PROVIDED MATERIAL: Begin

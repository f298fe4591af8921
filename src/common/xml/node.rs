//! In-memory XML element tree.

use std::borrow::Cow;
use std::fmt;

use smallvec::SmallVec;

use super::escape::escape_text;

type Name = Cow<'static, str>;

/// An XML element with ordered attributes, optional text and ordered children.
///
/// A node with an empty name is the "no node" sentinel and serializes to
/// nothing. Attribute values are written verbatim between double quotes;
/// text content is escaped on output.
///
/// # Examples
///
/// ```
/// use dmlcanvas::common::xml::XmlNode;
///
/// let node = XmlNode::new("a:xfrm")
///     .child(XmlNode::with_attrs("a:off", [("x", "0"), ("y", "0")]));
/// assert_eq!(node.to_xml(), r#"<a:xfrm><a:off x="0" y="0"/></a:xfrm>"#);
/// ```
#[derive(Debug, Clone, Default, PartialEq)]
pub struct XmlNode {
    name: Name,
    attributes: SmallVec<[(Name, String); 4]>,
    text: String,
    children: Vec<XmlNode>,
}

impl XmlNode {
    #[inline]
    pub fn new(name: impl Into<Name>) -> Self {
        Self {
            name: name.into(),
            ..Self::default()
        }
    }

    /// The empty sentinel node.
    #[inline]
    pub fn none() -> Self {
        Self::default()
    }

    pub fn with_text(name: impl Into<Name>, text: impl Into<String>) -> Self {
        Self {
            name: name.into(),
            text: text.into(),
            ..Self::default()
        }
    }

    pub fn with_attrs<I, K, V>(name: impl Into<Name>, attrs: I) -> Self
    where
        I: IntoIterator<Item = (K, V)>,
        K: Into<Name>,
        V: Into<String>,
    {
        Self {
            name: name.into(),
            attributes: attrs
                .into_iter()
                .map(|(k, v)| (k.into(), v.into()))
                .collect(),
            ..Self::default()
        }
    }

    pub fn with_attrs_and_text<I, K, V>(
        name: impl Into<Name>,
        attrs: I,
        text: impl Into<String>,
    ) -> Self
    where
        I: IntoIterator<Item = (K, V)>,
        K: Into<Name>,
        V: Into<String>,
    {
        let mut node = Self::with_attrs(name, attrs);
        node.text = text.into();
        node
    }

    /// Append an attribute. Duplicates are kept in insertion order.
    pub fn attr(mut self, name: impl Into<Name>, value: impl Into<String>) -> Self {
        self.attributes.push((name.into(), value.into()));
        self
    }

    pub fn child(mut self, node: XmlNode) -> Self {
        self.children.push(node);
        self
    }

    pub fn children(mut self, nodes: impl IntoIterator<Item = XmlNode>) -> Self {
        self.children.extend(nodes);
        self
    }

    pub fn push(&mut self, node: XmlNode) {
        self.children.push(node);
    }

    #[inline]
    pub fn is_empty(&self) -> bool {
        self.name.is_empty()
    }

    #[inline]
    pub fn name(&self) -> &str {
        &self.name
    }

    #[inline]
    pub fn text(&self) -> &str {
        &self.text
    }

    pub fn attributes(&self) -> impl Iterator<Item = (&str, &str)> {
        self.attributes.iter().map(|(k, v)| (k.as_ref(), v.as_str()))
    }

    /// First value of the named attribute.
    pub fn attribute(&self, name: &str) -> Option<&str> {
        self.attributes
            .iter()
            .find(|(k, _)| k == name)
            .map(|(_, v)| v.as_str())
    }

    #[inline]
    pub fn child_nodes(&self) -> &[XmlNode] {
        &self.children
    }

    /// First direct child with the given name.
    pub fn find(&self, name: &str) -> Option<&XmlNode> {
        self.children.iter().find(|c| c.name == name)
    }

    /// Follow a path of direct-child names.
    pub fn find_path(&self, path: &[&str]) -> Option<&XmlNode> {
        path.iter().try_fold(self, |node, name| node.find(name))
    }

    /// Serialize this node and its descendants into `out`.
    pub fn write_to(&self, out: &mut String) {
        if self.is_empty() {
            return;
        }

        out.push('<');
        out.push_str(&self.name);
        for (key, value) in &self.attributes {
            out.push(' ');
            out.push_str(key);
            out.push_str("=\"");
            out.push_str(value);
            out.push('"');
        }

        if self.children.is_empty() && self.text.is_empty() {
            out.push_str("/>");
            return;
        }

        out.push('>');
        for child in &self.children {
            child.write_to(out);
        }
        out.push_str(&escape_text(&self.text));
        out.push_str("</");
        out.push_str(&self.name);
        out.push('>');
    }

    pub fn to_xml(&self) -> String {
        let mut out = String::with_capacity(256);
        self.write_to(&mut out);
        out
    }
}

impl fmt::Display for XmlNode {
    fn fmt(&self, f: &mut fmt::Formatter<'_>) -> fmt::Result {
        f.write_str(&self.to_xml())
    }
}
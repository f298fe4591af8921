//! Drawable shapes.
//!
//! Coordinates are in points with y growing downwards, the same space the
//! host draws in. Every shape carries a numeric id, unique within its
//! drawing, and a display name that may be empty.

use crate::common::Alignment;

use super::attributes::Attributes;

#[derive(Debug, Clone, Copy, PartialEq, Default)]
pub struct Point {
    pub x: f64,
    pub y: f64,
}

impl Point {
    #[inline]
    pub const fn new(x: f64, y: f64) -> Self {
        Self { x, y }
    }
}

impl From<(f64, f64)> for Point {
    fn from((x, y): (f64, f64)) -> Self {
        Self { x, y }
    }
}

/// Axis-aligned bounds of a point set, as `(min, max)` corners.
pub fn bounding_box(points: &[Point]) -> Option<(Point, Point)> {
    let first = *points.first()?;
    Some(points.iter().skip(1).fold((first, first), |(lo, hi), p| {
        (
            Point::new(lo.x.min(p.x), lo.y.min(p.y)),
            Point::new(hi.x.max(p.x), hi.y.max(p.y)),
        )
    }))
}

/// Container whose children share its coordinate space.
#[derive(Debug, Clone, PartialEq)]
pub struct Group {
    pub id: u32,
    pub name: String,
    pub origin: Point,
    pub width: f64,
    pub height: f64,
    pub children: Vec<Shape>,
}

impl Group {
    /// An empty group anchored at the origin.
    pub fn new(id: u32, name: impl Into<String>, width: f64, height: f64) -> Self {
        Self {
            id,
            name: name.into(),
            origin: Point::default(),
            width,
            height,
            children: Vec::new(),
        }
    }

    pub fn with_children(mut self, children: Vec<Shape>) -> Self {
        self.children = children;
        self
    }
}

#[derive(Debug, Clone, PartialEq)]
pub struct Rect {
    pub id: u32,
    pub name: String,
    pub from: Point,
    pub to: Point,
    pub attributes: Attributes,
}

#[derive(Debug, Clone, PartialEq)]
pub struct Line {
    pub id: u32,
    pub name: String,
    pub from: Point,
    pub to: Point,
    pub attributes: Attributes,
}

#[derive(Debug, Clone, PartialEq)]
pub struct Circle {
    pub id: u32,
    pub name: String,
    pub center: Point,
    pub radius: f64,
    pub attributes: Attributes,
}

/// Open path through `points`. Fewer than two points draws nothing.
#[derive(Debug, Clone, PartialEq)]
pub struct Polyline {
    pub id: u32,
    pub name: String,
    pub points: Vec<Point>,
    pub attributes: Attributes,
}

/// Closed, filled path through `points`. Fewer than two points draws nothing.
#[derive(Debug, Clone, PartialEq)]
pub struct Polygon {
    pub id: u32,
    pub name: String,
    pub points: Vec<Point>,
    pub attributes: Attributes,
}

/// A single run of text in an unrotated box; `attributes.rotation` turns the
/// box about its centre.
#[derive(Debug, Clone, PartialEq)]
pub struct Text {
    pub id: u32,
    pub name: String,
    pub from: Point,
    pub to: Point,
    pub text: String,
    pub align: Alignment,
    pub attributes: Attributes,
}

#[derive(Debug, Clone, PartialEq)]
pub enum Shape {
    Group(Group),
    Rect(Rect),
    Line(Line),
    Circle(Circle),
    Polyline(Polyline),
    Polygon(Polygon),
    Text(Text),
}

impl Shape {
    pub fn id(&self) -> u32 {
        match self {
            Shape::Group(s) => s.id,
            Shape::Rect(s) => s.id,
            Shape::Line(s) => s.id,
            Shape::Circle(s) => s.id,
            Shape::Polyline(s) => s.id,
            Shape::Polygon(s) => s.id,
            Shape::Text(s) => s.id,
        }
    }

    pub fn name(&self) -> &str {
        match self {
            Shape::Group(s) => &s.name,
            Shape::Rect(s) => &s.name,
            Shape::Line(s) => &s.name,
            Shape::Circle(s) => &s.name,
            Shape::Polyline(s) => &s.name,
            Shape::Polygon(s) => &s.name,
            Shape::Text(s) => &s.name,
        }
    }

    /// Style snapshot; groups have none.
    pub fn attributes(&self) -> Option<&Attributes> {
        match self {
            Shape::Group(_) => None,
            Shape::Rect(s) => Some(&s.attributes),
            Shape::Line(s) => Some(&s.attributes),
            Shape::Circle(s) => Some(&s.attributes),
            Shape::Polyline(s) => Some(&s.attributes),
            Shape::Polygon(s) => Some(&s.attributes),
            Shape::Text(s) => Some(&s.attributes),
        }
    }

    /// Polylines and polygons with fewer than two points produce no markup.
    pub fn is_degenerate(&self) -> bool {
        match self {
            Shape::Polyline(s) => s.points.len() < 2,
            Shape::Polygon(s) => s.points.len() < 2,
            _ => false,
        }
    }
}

PROVIDED MATERIAL: End

WHAT TO DO
Write out exactly, please, the lines beginning at the start of the material and ending with the line that holds "and serializes to", both included.

EXERCISE OUTPUT
repository f298fe4591af8921
filename src/common/xml/node.rs
//! In-memory XML element tree.

use std::borrow::Cow;
use std::fmt;

use smallvec::SmallVec;

use super::escape::escape_text;

type Name = Cow<'static, str>;

/// An XML element with ordered attributes, optional text and ordered children.
///
/// A node with an empty name is the "no node" sentinel and serializes to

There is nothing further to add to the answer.